Supplied information —

▽

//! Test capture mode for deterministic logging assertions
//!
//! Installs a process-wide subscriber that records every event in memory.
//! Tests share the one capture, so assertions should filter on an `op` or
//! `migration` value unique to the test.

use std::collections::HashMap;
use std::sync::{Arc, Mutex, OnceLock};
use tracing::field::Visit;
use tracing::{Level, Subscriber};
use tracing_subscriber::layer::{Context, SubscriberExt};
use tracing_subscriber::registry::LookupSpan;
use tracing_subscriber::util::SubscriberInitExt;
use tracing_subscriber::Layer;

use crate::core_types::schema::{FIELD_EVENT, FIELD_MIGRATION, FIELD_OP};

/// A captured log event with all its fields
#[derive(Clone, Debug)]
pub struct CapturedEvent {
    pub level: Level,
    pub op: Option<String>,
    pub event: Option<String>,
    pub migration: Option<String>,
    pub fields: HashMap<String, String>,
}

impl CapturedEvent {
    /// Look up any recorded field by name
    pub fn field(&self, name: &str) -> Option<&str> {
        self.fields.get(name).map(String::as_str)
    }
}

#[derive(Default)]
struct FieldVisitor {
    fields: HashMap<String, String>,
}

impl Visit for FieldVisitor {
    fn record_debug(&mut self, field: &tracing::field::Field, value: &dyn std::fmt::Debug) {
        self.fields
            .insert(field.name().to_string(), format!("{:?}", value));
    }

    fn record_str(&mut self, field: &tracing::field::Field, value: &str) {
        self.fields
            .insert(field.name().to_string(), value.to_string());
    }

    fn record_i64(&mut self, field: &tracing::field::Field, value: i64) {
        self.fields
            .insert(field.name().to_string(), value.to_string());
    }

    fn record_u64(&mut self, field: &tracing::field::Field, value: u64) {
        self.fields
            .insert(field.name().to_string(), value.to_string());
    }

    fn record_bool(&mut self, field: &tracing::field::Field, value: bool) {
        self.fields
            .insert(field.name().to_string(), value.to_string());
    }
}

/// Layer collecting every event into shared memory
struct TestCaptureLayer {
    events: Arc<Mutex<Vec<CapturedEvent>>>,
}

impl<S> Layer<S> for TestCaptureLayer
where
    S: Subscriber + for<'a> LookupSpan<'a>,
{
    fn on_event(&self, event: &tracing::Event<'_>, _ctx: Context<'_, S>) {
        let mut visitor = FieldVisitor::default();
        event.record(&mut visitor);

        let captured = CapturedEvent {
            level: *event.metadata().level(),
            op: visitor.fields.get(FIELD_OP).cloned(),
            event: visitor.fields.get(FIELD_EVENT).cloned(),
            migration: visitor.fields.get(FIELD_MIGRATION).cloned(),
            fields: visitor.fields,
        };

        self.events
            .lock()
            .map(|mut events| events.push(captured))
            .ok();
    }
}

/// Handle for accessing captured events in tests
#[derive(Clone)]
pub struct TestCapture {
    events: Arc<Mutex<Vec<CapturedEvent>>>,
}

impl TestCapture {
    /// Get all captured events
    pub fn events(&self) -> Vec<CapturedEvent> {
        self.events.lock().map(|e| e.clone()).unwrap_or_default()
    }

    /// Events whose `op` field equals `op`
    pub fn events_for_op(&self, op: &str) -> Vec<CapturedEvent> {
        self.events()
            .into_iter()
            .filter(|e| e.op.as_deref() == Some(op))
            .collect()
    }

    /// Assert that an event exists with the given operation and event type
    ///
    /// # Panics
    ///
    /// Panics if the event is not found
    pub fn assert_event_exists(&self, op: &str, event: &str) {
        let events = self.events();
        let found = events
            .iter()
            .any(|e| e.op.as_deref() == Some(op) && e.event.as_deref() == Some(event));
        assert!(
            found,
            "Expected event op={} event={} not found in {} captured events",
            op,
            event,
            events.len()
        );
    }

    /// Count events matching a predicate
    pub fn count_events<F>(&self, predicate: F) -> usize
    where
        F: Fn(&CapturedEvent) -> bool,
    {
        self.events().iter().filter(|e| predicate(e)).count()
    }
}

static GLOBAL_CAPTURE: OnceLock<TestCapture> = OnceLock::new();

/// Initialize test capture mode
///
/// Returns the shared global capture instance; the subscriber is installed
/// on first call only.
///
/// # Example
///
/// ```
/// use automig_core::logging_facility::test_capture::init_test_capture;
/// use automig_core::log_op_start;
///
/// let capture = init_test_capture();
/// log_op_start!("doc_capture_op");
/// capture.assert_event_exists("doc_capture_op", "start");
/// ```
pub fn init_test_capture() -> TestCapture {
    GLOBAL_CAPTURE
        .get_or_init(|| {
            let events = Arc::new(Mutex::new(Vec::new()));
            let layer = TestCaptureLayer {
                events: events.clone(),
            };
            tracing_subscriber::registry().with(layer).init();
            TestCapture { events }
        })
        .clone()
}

△
▽

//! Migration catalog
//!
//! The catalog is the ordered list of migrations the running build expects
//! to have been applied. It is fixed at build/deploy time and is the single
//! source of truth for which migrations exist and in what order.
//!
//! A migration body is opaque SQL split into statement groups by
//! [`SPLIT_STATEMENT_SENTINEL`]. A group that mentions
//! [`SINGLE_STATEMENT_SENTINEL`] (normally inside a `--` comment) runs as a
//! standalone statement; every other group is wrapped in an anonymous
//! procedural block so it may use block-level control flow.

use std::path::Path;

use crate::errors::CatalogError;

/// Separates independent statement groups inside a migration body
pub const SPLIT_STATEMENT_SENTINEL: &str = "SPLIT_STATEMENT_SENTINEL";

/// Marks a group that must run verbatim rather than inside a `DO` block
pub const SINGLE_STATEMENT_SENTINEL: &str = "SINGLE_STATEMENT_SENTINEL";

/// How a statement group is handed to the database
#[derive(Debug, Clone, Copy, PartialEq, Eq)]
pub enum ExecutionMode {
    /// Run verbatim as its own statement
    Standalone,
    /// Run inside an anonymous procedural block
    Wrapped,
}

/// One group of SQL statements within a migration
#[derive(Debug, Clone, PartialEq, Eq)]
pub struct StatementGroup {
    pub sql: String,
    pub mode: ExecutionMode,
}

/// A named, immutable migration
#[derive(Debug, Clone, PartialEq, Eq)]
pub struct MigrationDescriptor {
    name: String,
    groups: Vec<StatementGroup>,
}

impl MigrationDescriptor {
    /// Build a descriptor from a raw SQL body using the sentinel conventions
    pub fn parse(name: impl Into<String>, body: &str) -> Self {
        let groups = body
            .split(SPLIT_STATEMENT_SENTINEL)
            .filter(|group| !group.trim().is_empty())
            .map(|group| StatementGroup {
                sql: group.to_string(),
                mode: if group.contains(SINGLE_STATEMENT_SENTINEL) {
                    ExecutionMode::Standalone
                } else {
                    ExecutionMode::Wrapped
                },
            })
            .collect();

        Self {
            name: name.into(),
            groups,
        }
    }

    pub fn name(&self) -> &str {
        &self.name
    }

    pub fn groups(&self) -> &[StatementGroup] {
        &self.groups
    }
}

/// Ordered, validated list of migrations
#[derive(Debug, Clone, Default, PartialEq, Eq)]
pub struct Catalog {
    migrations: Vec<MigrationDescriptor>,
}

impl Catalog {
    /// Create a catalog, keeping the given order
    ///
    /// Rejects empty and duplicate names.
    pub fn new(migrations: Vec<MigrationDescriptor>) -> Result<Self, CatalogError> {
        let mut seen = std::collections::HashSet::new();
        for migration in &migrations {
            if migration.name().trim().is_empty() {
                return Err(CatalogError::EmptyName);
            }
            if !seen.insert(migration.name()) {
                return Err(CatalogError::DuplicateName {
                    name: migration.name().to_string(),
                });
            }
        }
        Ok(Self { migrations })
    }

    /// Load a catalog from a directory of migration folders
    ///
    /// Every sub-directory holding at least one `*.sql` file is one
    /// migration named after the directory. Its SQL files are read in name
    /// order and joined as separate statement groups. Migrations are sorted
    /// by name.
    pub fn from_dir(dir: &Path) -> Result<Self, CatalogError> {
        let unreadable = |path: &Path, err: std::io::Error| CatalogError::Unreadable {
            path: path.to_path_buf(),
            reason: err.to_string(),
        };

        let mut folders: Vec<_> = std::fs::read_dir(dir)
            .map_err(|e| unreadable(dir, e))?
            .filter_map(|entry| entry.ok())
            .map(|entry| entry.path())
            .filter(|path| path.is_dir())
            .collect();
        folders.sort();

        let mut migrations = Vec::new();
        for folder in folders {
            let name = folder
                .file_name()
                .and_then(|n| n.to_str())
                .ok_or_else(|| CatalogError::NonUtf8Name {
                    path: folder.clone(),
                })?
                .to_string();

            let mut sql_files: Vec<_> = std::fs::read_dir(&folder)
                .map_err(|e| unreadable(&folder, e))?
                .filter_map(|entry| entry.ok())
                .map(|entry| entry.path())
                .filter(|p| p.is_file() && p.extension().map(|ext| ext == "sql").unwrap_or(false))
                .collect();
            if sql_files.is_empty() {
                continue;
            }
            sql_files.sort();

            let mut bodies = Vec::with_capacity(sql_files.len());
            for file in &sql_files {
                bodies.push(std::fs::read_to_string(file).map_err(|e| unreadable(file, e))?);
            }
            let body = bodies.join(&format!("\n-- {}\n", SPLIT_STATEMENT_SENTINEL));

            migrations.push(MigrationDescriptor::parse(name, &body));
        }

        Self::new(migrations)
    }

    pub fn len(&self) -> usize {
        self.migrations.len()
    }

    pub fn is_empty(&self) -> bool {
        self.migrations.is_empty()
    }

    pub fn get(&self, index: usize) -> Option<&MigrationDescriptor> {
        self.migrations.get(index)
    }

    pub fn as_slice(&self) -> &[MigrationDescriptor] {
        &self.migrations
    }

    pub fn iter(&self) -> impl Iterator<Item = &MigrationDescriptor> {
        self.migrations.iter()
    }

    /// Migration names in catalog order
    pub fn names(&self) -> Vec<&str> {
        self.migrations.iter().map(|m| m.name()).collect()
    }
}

△

Task — In the records above, the line with "deterministic logging assertions" marks the start and the line with "all its fields" marks the end; copy that stretch exactly, both lines included, and nothing else.

Answer below —
//! Test capture mode for deterministic logging assertions
//!
//! Installs a process-wide subscriber that records every event in memory.
//! Tests share the one capture, so assertions should filter on an `op` or
//! `migration` value unique to the test.

use std::collections::HashMap;
use std::sync::{Arc, Mutex, OnceLock};
use tracing::field::Visit;
use tracing::{Level, Subscriber};
use tracing_subscriber::layer::{Context, SubscriberExt};
use tracing_subscriber::registry::LookupSpan;
use tracing_subscriber::util::SubscriberInitExt;
use tracing_subscriber::Layer;

use crate::core_types::schema::{FIELD_EVENT, FIELD_MIGRATION, FIELD_OP};

/// A captured log event with all its fields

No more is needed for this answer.